President Obama has his own immigration plan with even more generous provisions for illegal immigrants, but it is not much worse than the Gang-of-Eight plan. The Gang-of-Eight is deceptively comparing their amnesty as more conservative than Obama’s plan. But it is not conservative at all. The plans are identical in most respects. In my opinion, the Obama Plan was deliberately leaked as part of a joint stratagem with the Gang-of-Eight to portray the Gang’s plan as a “moderate” alternative to Obama’s plan in order to get more Republican votes. This is outrageous misrepresentation.
NumbersUSA CEO Roy Beck points out that both the Gang-of-Eight and the Obama plans will give INSTANT ANMESTY and work permits to illegal aliens while remaining silent on the impact on 20 Million Americans who cannot find full-time work.
The Gang-of-Eight and Obama plans both fail to mandate immediate E-Verify. This will leave a visa-violation hole big enough to drive ten million illegals through in a few years.
Neither Gang-of-Eight nor Obama calls for implementation of an entry-exit system to monitor 45 million foreign tourist visas per year.
Neither Gang-of-Eight nor Obama honestly addresses the enormous costs involved in giving millions of illegal immigrants the right to government welfare, Social Security, Medicare, and Medicaid. As usual, they are trying to hide them.
Beck also reminds us that both the Gang-of-Eight and Obama plans would perpetuate Chain Migration, providing a multiple assault on American jobs and infrastructure.
Neither plan deals with the inevitable impact of all amnesties. They generate disrespect for the law and bring millions of additional illegal immigrants hoping to take advantage of current and future amnesties.

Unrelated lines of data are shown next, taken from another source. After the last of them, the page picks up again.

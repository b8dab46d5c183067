//! Candid types of the canister HTTP interface.

use candid::{CandidType, Deserialize, Nat};
use serde_bytes::ByteBuf;

pub type HeaderField = (String, String);

/// Argument of `http_request` and `http_request_update`.
#[derive(CandidType, Clone, Debug)]
pub struct HttpRequest {
    pub method: String,
    pub url: String,
    pub headers: Vec<HeaderField>,
    pub body: ByteBuf,
}

/// Result of `http_request` and `http_request_update`.
#[derive(CandidType, Deserialize, Debug)]
pub struct HttpResponse {
    pub status_code: u16,
    pub headers: Vec<HeaderField>,
    pub body: ByteBuf,
    pub streaming_strategy: Option<StreamingStrategy>,
    pub upgrade: Option<bool>,
}

candid::define_function!(pub CallbackFunc : (StreamingCallbackToken) -> (StreamingCallbackHttpResponse) query);

#[derive(CandidType, Deserialize, Debug)]
pub enum StreamingStrategy {
    Callback {
        callback: CallbackFunc,
        token: StreamingCallbackToken,
    },
}

/// Continuation token, in the shape served by asset canisters.
#[derive(CandidType, Deserialize, Clone, Debug, PartialEq)]
pub struct StreamingCallbackToken {
    pub key: String,
    pub content_encoding: String,
    pub index: Nat,
    pub sha256: Option<ByteBuf>,
}

/// Result of a streaming callback.
#[derive(CandidType, Deserialize, Debug)]
pub struct StreamingCallbackHttpResponse {
    pub body: ByteBuf,
    pub token: Option<StreamingCallbackToken>,
}
//! Configuration loading from disk.

use std::fs;
use std::path::Path;

use thiserror::Error;

use crate::config::schema::GatewayConfig;
use crate::config::validation::{validate_config, ValidationError};

/// Environment variable forcing the root key bootstrap.
pub const FORCE_FETCH_ROOT_KEY: &str = "FORCE_FETCH_ROOT_KEY";

/// Error type for configuration loading.
#[derive(Debug, Error)]
pub enum ConfigError {
    #[error("IO error: {0}")]
    Io(#[from] std::io::Error),

    #[error("Parse error: {0}")]
    Parse(#[from] toml::de::Error),

    #[error("Validation failed: {}", join(.0))]
    Validation(Vec<ValidationError>),
}

fn join(errors: &[ValidationError]) -> String {
    errors
        .iter()
        .map(ToString::to_string)
        .collect::<Vec<_>>()
        .join(", ")
}

/// Load and validate configuration from a TOML file.
pub fn load_config(path: &Path) -> Result<GatewayConfig, ConfigError> {
    finalize_config(read_config(path)?, |key| std::env::var(key).ok())
}

/// Parse a TOML file without overrides or validation.
pub fn read_config(path: &Path) -> Result<GatewayConfig, ConfigError> {
    let content = fs::read_to_string(path)?;
    Ok(toml::from_str(&content)?)
}

/// Apply environment overrides, then validate.
///
/// Every configuration goes through here before use, defaults included, so
/// command-line overrides must be applied first.
pub fn finalize_config<F>(config: GatewayConfig, lookup: F) -> Result<GatewayConfig, ConfigError>
where
    F: Fn(&str) -> Option<String>,
{
    let config = apply_env_overrides(config, lookup);
    validate_config(&config).map_err(ConfigError::Validation)?;
    Ok(config)
}

/// Apply environment overrides, reading variables through `lookup`.
pub fn apply_env_overrides<F>(mut config: GatewayConfig, lookup: F) -> GatewayConfig
where
    F: Fn(&str) -> Option<String>,
{
    if let Some(value) = lookup(FORCE_FETCH_ROOT_KEY) {
        if matches!(value.trim().to_ascii_lowercase().as_str(), "1" | "true") {
            config.replica.fetch_root_key = true;
        }
    }
    config
}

Based on prior amnesties, Giving 11 million amnesties will result in another 22 to 33 million illegal immigrants within a decade. The economic and social damage of that is almost incalculable.
The Gang-of-Eight proposal, which its advocates are shamefully presenting as a moderate alternative to Obama’s only slightly more villainous plan, is a recipe for national catastrophe on a huge scale. Its provisions are incredibly foolish and destructive.